◆ **Task item**: Locate the lines of the listing below that hold "bool", then copy each of them.

#####

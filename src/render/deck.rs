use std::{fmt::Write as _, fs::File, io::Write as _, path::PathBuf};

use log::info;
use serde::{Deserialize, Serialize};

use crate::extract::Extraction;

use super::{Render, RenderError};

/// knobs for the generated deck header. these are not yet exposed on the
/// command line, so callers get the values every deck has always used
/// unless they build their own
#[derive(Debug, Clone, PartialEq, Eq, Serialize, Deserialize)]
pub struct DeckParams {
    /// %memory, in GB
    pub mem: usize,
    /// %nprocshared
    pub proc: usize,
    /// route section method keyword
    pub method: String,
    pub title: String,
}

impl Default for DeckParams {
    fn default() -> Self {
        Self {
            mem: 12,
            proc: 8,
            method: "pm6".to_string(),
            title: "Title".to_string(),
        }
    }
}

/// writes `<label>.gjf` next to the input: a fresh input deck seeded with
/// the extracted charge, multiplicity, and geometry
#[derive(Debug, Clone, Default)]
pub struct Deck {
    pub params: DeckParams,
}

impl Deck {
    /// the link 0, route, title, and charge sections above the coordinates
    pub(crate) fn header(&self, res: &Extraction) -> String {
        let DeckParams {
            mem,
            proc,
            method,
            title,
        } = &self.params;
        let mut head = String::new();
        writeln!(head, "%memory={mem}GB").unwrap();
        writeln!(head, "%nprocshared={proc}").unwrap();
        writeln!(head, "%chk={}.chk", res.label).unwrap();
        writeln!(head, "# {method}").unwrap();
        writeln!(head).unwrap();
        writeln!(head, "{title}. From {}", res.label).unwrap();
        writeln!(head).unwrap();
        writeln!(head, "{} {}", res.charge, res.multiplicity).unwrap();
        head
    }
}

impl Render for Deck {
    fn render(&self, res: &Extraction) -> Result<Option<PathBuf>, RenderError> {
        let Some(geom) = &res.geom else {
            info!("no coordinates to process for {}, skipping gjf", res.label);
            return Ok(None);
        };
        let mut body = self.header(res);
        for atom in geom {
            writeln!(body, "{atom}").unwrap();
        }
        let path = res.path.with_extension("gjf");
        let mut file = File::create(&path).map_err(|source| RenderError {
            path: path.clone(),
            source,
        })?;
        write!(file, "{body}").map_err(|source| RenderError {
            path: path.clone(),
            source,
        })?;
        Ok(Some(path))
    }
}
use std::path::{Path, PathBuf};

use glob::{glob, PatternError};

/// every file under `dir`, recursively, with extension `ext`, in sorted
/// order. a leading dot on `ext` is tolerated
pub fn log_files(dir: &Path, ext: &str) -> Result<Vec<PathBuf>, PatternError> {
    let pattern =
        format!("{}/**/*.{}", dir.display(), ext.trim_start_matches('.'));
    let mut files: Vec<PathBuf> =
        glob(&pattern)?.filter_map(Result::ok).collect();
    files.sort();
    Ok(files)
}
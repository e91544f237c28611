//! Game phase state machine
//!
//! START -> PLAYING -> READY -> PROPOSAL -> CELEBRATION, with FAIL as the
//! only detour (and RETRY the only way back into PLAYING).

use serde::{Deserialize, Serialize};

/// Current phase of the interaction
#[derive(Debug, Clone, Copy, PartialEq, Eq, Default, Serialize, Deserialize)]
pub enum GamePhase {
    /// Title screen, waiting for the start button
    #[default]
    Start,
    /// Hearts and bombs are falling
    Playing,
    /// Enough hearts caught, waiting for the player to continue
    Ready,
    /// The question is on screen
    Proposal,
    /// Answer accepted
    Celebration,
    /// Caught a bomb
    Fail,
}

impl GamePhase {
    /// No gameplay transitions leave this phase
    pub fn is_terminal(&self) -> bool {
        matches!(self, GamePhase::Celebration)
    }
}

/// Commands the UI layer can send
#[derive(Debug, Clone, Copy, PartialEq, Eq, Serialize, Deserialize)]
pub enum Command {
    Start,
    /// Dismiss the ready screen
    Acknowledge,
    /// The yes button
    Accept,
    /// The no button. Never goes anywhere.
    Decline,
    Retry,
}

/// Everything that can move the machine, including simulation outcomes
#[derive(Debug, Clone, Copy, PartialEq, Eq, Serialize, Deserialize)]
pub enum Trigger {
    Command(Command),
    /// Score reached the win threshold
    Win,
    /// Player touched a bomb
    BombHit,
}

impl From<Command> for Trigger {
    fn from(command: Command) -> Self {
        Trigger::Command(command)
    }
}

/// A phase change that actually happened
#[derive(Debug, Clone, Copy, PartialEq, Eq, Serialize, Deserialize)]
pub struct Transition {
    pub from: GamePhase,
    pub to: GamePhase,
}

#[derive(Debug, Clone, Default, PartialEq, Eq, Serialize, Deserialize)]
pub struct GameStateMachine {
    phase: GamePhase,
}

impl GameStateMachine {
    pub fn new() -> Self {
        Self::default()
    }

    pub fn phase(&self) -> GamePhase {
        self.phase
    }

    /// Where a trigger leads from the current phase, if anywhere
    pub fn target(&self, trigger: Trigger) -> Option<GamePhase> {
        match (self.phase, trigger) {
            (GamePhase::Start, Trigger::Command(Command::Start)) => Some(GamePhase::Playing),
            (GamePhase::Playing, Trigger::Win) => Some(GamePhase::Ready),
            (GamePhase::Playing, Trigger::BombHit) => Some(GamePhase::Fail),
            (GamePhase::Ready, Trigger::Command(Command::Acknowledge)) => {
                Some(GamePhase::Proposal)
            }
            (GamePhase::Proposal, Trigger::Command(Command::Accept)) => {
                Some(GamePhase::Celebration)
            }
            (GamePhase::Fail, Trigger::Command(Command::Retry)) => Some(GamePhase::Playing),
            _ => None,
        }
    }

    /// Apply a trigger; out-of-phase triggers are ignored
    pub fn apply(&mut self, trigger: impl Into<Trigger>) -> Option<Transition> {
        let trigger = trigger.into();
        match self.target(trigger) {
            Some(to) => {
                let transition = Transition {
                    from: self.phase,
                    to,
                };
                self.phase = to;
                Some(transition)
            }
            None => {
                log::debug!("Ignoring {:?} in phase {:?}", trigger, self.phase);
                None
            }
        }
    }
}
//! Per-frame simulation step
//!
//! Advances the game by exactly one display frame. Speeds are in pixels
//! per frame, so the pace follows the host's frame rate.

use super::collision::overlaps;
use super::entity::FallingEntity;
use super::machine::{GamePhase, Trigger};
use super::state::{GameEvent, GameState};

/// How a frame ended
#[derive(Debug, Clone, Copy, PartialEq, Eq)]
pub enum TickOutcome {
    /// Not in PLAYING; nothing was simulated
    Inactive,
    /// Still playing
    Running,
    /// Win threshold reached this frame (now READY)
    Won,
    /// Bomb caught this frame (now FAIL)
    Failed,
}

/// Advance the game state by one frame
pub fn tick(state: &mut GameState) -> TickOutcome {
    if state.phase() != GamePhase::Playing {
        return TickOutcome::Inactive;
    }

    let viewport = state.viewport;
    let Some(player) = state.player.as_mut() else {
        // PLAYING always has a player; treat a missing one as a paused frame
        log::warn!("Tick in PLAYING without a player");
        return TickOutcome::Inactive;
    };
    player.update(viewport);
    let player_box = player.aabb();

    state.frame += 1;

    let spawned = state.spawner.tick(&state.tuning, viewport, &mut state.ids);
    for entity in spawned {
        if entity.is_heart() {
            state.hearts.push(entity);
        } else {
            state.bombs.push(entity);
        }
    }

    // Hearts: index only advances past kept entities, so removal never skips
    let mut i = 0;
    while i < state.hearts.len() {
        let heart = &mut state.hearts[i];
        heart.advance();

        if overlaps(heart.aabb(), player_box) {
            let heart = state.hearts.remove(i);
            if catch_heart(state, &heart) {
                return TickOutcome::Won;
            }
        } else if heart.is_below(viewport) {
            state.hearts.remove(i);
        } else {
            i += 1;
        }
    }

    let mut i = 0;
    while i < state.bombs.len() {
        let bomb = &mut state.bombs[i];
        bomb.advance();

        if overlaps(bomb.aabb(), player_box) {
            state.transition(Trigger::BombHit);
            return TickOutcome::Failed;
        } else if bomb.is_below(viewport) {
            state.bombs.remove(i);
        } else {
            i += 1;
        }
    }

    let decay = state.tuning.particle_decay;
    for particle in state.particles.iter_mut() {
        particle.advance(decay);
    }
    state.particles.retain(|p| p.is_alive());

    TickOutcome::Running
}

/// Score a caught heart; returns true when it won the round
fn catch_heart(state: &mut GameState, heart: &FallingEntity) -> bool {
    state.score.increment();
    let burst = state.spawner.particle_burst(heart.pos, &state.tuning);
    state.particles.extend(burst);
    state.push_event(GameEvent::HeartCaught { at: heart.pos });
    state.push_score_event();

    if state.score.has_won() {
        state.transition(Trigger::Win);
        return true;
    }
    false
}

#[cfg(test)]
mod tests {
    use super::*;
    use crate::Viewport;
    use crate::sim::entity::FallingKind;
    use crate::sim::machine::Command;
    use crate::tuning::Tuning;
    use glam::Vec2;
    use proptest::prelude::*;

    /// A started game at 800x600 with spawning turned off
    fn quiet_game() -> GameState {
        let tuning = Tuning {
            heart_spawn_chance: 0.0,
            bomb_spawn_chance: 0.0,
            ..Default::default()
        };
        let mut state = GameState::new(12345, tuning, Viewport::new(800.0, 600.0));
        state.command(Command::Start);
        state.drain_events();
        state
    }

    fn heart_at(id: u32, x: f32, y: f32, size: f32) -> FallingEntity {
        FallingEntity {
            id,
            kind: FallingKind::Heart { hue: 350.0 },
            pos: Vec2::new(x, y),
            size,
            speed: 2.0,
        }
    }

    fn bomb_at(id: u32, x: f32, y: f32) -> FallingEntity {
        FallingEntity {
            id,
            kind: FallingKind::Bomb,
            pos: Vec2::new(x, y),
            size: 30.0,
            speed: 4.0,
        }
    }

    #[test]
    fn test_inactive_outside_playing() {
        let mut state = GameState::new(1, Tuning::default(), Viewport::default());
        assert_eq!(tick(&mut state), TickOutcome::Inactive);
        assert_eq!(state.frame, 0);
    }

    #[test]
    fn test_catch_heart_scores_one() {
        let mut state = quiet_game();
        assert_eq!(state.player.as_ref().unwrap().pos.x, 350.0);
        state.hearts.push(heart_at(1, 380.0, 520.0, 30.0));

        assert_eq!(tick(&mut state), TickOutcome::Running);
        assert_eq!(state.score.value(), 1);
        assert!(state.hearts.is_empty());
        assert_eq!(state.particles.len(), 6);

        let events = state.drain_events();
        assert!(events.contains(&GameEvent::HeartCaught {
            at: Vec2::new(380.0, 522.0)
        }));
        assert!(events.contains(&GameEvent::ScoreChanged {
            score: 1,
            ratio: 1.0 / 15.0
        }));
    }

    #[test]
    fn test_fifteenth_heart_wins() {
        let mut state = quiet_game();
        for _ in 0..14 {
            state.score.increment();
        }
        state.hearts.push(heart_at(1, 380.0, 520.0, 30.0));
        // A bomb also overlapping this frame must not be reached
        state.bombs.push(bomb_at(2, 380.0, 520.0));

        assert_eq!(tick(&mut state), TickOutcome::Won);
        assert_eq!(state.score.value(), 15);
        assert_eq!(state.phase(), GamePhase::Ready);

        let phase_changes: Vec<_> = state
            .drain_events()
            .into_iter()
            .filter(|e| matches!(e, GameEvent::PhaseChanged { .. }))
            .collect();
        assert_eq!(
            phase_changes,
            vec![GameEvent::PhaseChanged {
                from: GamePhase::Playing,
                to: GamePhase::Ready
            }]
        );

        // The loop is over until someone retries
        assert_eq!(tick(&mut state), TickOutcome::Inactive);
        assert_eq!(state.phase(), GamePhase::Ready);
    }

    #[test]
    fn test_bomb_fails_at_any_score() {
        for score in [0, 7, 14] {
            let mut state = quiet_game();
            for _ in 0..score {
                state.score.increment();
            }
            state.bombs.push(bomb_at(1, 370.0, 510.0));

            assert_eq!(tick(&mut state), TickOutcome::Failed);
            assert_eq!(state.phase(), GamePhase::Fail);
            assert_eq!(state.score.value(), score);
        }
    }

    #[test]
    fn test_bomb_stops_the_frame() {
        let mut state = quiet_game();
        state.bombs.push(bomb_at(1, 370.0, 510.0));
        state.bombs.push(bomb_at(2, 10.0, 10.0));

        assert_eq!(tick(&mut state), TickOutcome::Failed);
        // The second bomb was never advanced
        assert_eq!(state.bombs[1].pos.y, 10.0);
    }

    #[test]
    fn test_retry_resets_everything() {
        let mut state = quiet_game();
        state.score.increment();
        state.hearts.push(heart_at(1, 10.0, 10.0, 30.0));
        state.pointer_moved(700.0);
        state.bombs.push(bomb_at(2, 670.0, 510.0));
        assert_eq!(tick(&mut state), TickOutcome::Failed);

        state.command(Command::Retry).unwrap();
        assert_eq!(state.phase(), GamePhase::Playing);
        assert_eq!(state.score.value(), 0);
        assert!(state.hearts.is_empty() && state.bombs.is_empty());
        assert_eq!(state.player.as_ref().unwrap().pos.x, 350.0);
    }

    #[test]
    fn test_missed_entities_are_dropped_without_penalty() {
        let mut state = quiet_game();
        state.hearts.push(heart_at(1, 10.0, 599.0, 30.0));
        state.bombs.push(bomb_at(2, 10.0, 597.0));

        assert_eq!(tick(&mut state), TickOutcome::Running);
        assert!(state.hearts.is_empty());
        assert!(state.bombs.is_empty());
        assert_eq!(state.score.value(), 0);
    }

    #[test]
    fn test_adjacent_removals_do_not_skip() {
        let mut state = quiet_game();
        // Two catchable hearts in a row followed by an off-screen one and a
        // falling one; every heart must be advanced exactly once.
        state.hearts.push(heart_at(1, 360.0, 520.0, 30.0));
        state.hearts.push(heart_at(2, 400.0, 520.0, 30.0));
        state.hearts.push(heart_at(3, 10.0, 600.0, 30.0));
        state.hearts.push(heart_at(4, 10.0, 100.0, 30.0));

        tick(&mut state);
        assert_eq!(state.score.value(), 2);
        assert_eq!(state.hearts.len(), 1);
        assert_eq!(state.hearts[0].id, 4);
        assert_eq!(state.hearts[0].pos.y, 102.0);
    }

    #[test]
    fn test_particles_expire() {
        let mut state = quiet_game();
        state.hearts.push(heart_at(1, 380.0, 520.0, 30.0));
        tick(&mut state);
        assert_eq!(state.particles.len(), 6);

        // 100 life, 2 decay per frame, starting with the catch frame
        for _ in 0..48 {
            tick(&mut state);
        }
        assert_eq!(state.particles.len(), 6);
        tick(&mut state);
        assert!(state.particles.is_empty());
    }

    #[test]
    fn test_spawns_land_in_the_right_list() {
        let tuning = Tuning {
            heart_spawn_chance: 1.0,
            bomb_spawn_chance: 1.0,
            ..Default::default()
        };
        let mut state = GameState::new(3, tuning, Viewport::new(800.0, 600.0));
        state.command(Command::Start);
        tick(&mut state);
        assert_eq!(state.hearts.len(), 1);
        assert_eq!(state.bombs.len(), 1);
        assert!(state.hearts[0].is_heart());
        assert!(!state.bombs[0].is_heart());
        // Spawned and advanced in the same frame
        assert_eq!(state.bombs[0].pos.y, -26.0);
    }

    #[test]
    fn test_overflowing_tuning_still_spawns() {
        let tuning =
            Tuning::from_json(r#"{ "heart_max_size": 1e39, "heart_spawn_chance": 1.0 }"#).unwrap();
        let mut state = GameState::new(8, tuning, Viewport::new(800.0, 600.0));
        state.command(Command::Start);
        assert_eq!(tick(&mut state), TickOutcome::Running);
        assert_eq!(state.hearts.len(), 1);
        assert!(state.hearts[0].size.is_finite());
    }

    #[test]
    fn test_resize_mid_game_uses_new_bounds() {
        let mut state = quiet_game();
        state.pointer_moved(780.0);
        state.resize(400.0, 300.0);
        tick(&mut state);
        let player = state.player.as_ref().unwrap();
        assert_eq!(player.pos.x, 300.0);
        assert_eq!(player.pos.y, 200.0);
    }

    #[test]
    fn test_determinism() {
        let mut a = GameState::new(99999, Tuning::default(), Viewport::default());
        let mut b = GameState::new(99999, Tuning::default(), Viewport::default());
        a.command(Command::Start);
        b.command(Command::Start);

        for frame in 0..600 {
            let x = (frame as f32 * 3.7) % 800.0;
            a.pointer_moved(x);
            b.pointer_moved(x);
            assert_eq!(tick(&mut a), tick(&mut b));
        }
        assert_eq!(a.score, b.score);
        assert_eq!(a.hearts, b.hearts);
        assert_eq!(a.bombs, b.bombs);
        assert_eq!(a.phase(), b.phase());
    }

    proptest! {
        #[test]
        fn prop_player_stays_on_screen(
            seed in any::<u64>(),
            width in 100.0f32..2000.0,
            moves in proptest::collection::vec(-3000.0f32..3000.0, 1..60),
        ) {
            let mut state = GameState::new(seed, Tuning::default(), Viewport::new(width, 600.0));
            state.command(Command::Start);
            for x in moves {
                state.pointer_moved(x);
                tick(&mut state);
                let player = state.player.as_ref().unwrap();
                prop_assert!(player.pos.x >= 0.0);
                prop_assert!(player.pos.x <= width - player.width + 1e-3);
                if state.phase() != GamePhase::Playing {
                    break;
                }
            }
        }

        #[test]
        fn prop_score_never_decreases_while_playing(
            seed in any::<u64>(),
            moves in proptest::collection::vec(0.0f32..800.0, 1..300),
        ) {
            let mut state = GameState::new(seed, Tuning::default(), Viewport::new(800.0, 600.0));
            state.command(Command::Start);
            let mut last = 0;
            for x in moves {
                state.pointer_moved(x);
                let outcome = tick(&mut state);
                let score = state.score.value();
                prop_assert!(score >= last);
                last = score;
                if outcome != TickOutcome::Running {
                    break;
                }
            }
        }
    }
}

#####

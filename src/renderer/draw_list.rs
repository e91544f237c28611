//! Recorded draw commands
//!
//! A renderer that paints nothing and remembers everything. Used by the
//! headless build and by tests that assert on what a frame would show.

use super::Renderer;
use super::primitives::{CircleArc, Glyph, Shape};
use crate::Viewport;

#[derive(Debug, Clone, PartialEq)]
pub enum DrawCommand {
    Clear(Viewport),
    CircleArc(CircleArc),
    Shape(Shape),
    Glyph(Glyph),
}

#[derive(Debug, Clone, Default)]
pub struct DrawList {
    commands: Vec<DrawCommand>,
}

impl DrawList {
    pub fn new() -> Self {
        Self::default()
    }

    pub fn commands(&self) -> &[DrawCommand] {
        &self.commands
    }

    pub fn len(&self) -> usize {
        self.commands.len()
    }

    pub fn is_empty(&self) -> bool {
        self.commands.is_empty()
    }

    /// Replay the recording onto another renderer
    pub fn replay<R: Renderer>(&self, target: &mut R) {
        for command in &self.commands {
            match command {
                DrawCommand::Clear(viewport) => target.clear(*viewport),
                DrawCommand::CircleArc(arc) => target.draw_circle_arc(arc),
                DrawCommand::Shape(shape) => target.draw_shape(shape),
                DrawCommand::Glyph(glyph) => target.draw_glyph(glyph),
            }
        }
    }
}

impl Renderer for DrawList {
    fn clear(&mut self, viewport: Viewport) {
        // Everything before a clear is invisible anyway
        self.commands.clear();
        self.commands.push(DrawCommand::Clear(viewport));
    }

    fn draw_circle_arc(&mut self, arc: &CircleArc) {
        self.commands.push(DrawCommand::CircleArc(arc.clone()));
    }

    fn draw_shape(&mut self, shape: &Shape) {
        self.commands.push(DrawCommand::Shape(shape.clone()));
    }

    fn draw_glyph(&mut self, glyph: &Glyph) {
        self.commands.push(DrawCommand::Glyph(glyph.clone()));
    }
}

#####

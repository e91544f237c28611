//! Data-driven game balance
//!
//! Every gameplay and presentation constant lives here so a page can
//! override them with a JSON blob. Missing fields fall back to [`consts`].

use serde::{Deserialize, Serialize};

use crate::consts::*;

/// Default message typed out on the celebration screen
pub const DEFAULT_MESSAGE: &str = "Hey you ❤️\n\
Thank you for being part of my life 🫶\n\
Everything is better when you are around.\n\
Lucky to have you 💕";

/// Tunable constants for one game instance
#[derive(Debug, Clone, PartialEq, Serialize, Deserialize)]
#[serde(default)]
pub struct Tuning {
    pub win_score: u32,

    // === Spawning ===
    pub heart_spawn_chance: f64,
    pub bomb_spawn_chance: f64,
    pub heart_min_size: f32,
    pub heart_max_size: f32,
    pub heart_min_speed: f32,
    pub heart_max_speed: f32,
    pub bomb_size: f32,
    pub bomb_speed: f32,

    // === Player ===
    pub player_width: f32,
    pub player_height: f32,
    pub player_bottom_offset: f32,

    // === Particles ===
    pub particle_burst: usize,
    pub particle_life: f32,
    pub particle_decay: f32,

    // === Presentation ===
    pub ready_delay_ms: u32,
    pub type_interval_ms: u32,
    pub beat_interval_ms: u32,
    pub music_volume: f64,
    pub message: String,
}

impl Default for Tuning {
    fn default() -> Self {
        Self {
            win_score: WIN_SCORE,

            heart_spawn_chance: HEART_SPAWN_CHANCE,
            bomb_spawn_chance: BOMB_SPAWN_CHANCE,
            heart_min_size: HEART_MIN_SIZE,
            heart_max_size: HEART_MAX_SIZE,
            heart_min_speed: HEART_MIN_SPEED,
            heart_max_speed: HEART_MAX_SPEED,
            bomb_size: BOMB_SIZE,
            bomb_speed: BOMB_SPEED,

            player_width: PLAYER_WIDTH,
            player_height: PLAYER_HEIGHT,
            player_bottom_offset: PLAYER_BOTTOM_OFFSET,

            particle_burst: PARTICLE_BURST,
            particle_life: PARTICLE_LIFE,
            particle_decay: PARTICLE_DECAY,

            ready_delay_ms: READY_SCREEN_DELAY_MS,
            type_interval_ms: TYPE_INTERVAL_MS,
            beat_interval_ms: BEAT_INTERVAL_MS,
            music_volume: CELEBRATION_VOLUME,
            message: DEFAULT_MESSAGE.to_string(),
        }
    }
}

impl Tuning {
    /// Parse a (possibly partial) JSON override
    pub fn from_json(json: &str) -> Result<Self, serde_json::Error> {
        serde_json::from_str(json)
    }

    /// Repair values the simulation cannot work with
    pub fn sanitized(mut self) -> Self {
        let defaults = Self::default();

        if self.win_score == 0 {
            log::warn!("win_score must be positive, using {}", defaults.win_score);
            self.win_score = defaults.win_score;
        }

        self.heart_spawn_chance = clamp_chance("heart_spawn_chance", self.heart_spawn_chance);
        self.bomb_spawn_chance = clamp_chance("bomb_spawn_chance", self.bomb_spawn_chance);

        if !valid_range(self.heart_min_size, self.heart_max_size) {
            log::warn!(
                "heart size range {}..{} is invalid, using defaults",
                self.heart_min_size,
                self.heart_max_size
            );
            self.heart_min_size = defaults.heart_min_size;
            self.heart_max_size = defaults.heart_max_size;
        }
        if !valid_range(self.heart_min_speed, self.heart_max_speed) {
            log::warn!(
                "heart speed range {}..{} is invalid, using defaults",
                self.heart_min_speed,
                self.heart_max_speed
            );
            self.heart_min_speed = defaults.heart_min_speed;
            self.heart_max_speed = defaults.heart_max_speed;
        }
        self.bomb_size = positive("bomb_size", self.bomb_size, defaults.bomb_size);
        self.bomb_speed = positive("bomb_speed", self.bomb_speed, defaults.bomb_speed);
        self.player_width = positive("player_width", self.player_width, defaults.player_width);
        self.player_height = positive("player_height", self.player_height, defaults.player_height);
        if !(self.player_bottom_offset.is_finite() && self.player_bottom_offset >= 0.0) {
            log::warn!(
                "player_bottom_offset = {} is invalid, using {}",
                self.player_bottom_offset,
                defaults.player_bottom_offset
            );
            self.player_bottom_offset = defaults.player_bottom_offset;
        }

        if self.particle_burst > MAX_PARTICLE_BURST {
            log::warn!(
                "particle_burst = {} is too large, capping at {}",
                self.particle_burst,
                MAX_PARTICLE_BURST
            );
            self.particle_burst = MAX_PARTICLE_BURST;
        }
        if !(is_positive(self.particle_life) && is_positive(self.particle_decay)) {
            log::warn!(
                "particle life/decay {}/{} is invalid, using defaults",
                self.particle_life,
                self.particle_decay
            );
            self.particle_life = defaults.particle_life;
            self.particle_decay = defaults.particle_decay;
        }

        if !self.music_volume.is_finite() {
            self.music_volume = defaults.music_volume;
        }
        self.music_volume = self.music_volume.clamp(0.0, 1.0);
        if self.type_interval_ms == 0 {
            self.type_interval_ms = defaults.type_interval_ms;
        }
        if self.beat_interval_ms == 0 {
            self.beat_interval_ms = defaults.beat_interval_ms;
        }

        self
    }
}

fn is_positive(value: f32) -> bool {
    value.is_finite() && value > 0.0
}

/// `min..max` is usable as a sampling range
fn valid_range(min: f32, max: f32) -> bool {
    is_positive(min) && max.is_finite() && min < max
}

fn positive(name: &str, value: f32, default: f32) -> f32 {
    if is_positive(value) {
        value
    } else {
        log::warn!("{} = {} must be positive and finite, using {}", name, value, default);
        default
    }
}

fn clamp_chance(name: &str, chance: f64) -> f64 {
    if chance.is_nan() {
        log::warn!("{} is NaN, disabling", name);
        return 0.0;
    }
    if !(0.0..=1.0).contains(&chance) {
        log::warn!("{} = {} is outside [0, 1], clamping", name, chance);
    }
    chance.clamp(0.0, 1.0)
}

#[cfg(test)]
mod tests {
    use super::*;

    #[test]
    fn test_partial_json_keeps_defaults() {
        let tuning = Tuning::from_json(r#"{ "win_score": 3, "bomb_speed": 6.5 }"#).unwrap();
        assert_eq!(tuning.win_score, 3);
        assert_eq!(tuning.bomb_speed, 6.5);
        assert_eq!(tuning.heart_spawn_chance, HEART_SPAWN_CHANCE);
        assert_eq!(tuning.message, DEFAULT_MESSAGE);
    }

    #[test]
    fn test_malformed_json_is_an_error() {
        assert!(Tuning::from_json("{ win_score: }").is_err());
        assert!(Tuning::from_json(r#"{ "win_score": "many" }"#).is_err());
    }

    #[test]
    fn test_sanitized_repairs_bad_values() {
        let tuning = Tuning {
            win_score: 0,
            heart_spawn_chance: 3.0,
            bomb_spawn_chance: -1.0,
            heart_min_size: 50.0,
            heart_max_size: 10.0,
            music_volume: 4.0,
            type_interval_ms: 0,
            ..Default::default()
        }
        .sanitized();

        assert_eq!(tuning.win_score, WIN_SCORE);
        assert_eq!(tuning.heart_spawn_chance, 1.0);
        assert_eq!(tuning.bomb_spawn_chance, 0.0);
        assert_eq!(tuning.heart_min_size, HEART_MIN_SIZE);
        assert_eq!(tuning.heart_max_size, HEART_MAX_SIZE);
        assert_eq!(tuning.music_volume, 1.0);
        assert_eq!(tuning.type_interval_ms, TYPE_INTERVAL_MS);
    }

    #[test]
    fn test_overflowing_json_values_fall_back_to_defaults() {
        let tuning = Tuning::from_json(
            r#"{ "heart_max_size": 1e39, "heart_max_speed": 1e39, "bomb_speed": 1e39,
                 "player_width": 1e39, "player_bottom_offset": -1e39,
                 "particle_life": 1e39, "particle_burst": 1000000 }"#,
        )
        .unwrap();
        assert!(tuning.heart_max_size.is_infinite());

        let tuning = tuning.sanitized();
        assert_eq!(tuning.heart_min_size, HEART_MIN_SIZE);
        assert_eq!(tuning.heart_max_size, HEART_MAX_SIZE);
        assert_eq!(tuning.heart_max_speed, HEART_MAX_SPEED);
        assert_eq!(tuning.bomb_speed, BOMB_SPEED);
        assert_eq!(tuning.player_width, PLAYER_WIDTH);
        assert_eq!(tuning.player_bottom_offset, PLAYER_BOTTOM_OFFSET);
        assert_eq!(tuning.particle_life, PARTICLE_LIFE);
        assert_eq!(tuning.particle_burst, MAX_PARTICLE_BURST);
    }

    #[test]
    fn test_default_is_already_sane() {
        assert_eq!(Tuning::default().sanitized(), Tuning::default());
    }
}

#####

◆ **Result for this task**:
    pub fn is_terminal(&self) -> bool {
fn catch_heart(state: &mut GameState, heart: &FallingEntity) -> bool {
    pub fn is_empty(&self) -> bool {
fn is_positive(value: f32) -> bool {
fn valid_range(min: f32, max: f32) -> bool {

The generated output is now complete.